• [Task description]: Please copy each line of the listing that includes the string "Timed".

* * * * * * * * *

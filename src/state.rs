//! Recorded state persistence.
//!
//! The state file is the engine's memory of what has already been created:
//! one JSON document holding the recorded resources keyed by address, the
//! computed outputs, and a serial that increments on every save. Saving is
//! atomic (write to a temporary sibling, then rename) so a crash mid-write
//! never leaves a truncated state behind.

use std::fs;
use std::path::{Path, PathBuf};

use chrono::{DateTime, Utc};
use indexmap::IndexMap;
use serde::{Deserialize, Serialize};

use crate::error::{Error, Result};
use crate::resources::{ResourceAddr, ResourceKind};

/// State file format version.
const STATE_VERSION: u32 = 1;

/// A resource as recorded after creation.
#[derive(Debug, Clone, PartialEq, Eq, Serialize, Deserialize)]
pub struct RecordedResource {
    /// Resource kind.
    pub kind: ResourceKind,
    /// Provider-assigned id (image id, group id, instance id).
    pub id: String,
    /// Additional attributes the engine or outputs need later.
    #[serde(default, skip_serializing_if = "IndexMap::is_empty")]
    pub attributes: IndexMap<String, String>,
}

impl RecordedResource {
    /// Creates a record with no extra attributes.
    pub fn new(kind: ResourceKind, id: impl Into<String>) -> Self {
        Self {
            kind,
            id: id.into(),
            attributes: IndexMap::new(),
        }
    }

    /// Attaches an attribute.
    pub fn with_attribute(mut self, key: impl Into<String>, value: impl Into<String>) -> Self {
        self.attributes.insert(key.into(), value.into());
        self
    }
}

/// The persisted state document.
#[derive(Debug, Clone, Serialize, Deserialize)]
pub struct StateFile {
    /// Format version.
    pub version: u32,
    /// Increments on every save.
    pub serial: u64,
    /// Last save time.
    pub updated_at: Option<DateTime<Utc>>,
    /// Recorded resources keyed by address, in creation order.
    #[serde(default)]
    pub resources: IndexMap<String, RecordedResource>,
    /// Computed output values.
    #[serde(default)]
    pub outputs: IndexMap<String, String>,
}

impl Default for StateFile {
    fn default() -> Self {
        Self {
            version: STATE_VERSION,
            serial: 0,
            updated_at: None,
            resources: IndexMap::new(),
            outputs: IndexMap::new(),
        }
    }
}

impl StateFile {
    /// Loads the state from disk, returning an empty state if the file does
    /// not exist yet.
    pub fn load(path: &Path) -> Result<Self> {
        if !path.exists() {
            tracing::debug!(path = %path.display(), "No state file yet, starting empty");
            return Ok(Self::default());
        }
        let contents =
            fs::read_to_string(path).map_err(|e| Error::state_load(path, e.to_string()))?;
        let state: Self =
            serde_json::from_str(&contents).map_err(|e| Error::state_load(path, e.to_string()))?;
        if state.version > STATE_VERSION {
            return Err(Error::state_load(
                path,
                format!(
                    "state version {} is newer than supported version {STATE_VERSION}",
                    state.version
                ),
            ));
        }
        Ok(state)
    }

    /// Saves the state atomically, bumping the serial.
    pub fn save(&mut self, path: &Path) -> Result<()> {
        self.serial += 1;
        self.updated_at = Some(Utc::now());

        let contents = serde_json::to_string_pretty(self)
            .map_err(|e| Error::state_save(path, e.to_string()))?;

        if let Some(parent) = path.parent() {
            if !parent.as_os_str().is_empty() && !parent.exists() {
                fs::create_dir_all(parent).map_err(|e| Error::state_save(path, e.to_string()))?;
            }
        }

        let tmp = tmp_path(path);
        fs::write(&tmp, contents).map_err(|e| Error::state_save(path, e.to_string()))?;
        fs::rename(&tmp, path).map_err(|e| Error::state_save(path, e.to_string()))?;

        tracing::debug!(path = %path.display(), serial = self.serial, "State saved");
        Ok(())
    }

    /// Whether a resource is recorded at the given address.
    pub fn contains(&self, addr: &ResourceAddr) -> bool {
        self.resources.contains_key(&addr.to_string())
    }

    /// The recorded resource at the given address, if any.
    pub fn get(&self, addr: &ResourceAddr) -> Option<&RecordedResource> {
        self.resources.get(&addr.to_string())
    }

    /// Records a resource under its address.
    pub fn record(&mut self, addr: &ResourceAddr, resource: RecordedResource) {
        self.resources.insert(addr.to_string(), resource);
    }

    /// Sets an output value.
    pub fn set_output(&mut self, name: impl Into<String>, value: impl Into<String>) {
        self.outputs.insert(name.into(), value.into());
    }

    /// Fetches a required attribute from a recorded resource.
    pub fn require_attribute(&self, addr: &ResourceAddr, attribute: &str) -> Result<&str> {
        let recorded = self
            .get(addr)
            .ok_or_else(|| Error::MissingAttribute {
                address: addr.to_string(),
                attribute: attribute.to_string(),
            })?;
        recorded
            .attributes
            .get(attribute)
            .map(String::as_str)
            .ok_or_else(|| Error::MissingAttribute {
                address: addr.to_string(),
                attribute: attribute.to_string(),
            })
    }
}

fn tmp_path(path: &Path) -> PathBuf {
    let mut os = path.as_os_str().to_os_string();
    os.push(".tmp");
    PathBuf::from(os)
}
//! Output command.
//!
//! Prints output values recorded by the last successful apply.

use clap::Parser;

use super::CommandContext;
use crate::error::{Error, Result};
use crate::output;

/// Arguments for the output command.
#[derive(Parser, Debug, Clone)]
pub struct OutputArgs {
    /// Name of a single output to print (raw value, no decoration)
    pub name: Option<String>,

    /// Emit all outputs as JSON
    #[arg(long)]
    pub json: bool,
}

impl OutputArgs {
    /// Execute the output command.
    pub fn execute(&self, ctx: &CommandContext) -> Result<i32> {
        let state = ctx.load_state()?;

        if let Some(ref name) = self.name {
            let value = state
                .outputs
                .get(name)
                .ok_or_else(|| Error::OutputNotFound(name.clone()))?;
            println!("{value}");
            return Ok(0);
        }

        if self.json {
            println!("{}", serde_json::to_string_pretty(&state.outputs)?);
            return Ok(0);
        }

        if state.outputs.is_empty() {
            output::warning("No outputs recorded; run apply first");
            return Ok(0);
        }
        for (name, value) in &state.outputs {
            output::output(name, value);
        }
        Ok(0)
    }
}
//! Error types for Rustform.
//!
//! This module defines the error types used throughout Rustform, providing
//! rich error information for debugging and user feedback.

use std::path::PathBuf;
use thiserror::Error;

/// Result type alias for Rustform operations.
pub type Result<T> = std::result::Result<T, Error>;

/// The main error type for Rustform.
#[derive(Error, Debug)]
pub enum Error {
    // ========================================================================
    // Input Errors
    // ========================================================================
    /// A required input variable was not supplied.
    #[error("Missing required input variable '{0}' (pass -v {0}=... or set RUSTFORM_VAR_{upper})", upper = .0.to_uppercase())]
    MissingInput(String),

    /// An input variable has an invalid value.
    #[error("Invalid value for input variable '{name}': {message}")]
    InvalidInput {
        /// Input variable name
        name: String,
        /// Error message
        message: String,
    },

    /// A `-v` argument was not in `key=value` form.
    #[error("Invalid variable assignment '{0}': expected key=value")]
    InvalidVarAssignment(String),

    // ========================================================================
    // Stack Errors
    // ========================================================================
    /// Stack validation failed.
    #[error("Stack validation failed: {0}")]
    StackValidation(String),

    /// A resource references an address that is not part of the stack.
    #[error("Resource '{from}' references unknown resource '{to}'")]
    DanglingReference {
        /// Referencing resource address
        from: String,
        /// Referenced (missing) resource address
        to: String,
    },

    /// The dependency graph contains a cycle.
    #[error("Dependency cycle involving resource '{0}'")]
    DependencyCycle(String),

    // ========================================================================
    // State Errors
    // ========================================================================
    /// Error loading the state file.
    #[error("Failed to load state from '{path}': {message}")]
    StateLoad {
        /// Path to the state file
        path: PathBuf,
        /// Error message
        message: String,
    },

    /// Error saving the state file.
    #[error("Failed to save state to '{path}': {message}")]
    StateSave {
        /// Path to the state file
        path: PathBuf,
        /// Error message
        message: String,
    },

    /// A recorded resource is missing an attribute the engine needs.
    #[error("Recorded resource '{address}' is missing attribute '{attribute}'")]
    MissingAttribute {
        /// Resource address
        address: String,
        /// Attribute name
        attribute: String,
    },

    /// An output value was requested that the state does not hold.
    #[error("Output '{0}' not found; run apply first")]
    OutputNotFound(String),

    // ========================================================================
    // Provider Errors
    // ========================================================================
    /// A cloud provider API call failed.
    #[error("Provider operation '{operation}' failed: {message}")]
    Provider {
        /// API operation name
        operation: String,
        /// Error message
        message: String,
    },

    /// The image lookup matched no images.
    #[error("Image lookup '{address}' matched no images (owner '{owner}', pattern '{pattern}')")]
    NoImageFound {
        /// Lookup resource address
        address: String,
        /// Image owner filter
        owner: String,
        /// Image name pattern
        pattern: String,
    },

    /// Timed out waiting for a resource to reach its desired state.
    #[error("Timed out after {timeout_secs}s waiting for '{address}' to become ready")]
    WaitTimeout {
        /// Resource address
        address: String,
        /// Timeout in seconds
        timeout_secs: u64,
    },

    // ========================================================================
    // Configuration Errors
    // ========================================================================
    /// Configuration error.
    #[error("Configuration error: {0}")]
    Config(String),

    /// Invalid configuration value.
    #[error("Invalid configuration value for '{key}': {message}")]
    InvalidConfig {
        /// Configuration key
        key: String,
        /// Error message
        message: String,
    },

    // ========================================================================
    // IO / Serialization Errors
    // ========================================================================
    /// IO error.
    #[error("IO error: {0}")]
    Io(#[from] std::io::Error),

    /// JSON parsing error.
    #[error("JSON parse error: {0}")]
    JsonParse(#[from] serde_json::Error),

    /// TOML parsing error.
    #[error("TOML parse error: {0}")]
    TomlParse(#[from] toml::de::Error),

    // ========================================================================
    // Other Errors
    // ========================================================================
    /// Internal error.
    #[error("Internal error: {0}")]
    Internal(String),

    /// Generic error with source.
    #[error("{message}")]
    Other {
        /// Error message
        message: String,
        /// Source error
        #[source]
        source: Option<Box<dyn std::error::Error + Send + Sync>>,
    },
}

impl Error {
    /// Creates a new invalid input error.
    pub fn invalid_input(name: impl Into<String>, message: impl Into<String>) -> Self {
        Self::InvalidInput {
            name: name.into(),
            message: message.into(),
        }
    }

    /// Creates a new provider error.
    pub fn provider(operation: impl Into<String>, message: impl Into<String>) -> Self {
        Self::Provider {
            operation: operation.into(),
            message: message.into(),
        }
    }

    /// Creates a new state load error.
    pub fn state_load(path: impl Into<PathBuf>, message: impl Into<String>) -> Self {
        Self::StateLoad {
            path: path.into(),
            message: message.into(),
        }
    }

    /// Creates a new state save error.
    pub fn state_save(path: impl Into<PathBuf>, message: impl Into<String>) -> Self {
        Self::StateSave {
            path: path.into(),
            message: message.into(),
        }
    }

    /// Returns the error code for CLI exit status.
    pub fn exit_code(&self) -> i32 {
        match self {
            Error::MissingInput(_)
            | Error::InvalidInput { .. }
            | Error::InvalidVarAssignment(_)
            | Error::StackValidation(_)
            | Error::DanglingReference { .. }
            | Error::DependencyCycle(_) => 2,
            Error::Provider { .. } | Error::NoImageFound { .. } | Error::WaitTimeout { .. } => 3,
            Error::StateLoad { .. }
            | Error::StateSave { .. }
            | Error::MissingAttribute { .. }
            | Error::OutputNotFound(_) => 5,
            Error::Config(_) | Error::InvalidConfig { .. } => 6,
            _ => 1,
        }
    }
}

/// Extension trait for adding context to errors.
pub trait ErrorContext<T> {
    /// Adds context to an error.
    fn context(self, message: impl Into<String>) -> Result<T>;

    /// Adds context with a closure that is only evaluated on error.
    fn with_context<F, S>(self, f: F) -> Result<T>
    where
        F: FnOnce() -> S,
        S: Into<String>;
}

impl<T, E> ErrorContext<T> for std::result::Result<T, E>
where
    E: std::error::Error + Send + Sync + 'static,
{
    fn context(self, message: impl Into<String>) -> Result<T> {
        self.map_err(|e| Error::Other {
            message: message.into(),
            source: Some(Box::new(e)),
        })
    }

    fn with_context<F, S>(self, f: F) -> Result<T>
    where
        F: FnOnce() -> S,
        S: Into<String>,
    {
        self.map_err(|e| Error::Other {
            message: f().into(),
            source: Some(Box::new(e)),
        })
    }
}

#[cfg(test)]
mod tests {
    use super::*;

    #[test]
    fn exit_codes_group_by_category() {
        assert_eq!(Error::MissingInput("ssh_cidr".into()).exit_code(), 2);
        assert_eq!(
            Error::invalid_input("ssh_cidr", "not a CIDR").exit_code(),
            2
        );
        assert_eq!(Error::provider("RunInstances", "quota").exit_code(), 3);
        assert_eq!(Error::OutputNotFound("public_dns".into()).exit_code(), 5);
        assert_eq!(Error::Config("bad".into()).exit_code(), 6);
        assert_eq!(Error::Internal("oops".into()).exit_code(), 1);
    }

    #[test]
    fn context_wraps_source() {
        let io: std::result::Result<(), std::io::Error> = Err(std::io::Error::new(
            std::io::ErrorKind::NotFound,
            "missing",
        ));
        let err = io.context("reading state").unwrap_err();
        assert_eq!(err.to_string(), "reading state");
        assert!(std::error::Error::source(&err).is_some());
    }
}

* * * * * * * * *

• [Output for this exercise]:
    /// Timed out waiting for a resource to reach its desired state.
    #[error("Timed out after {timeout_secs}s waiting for '{address}' to become ready")]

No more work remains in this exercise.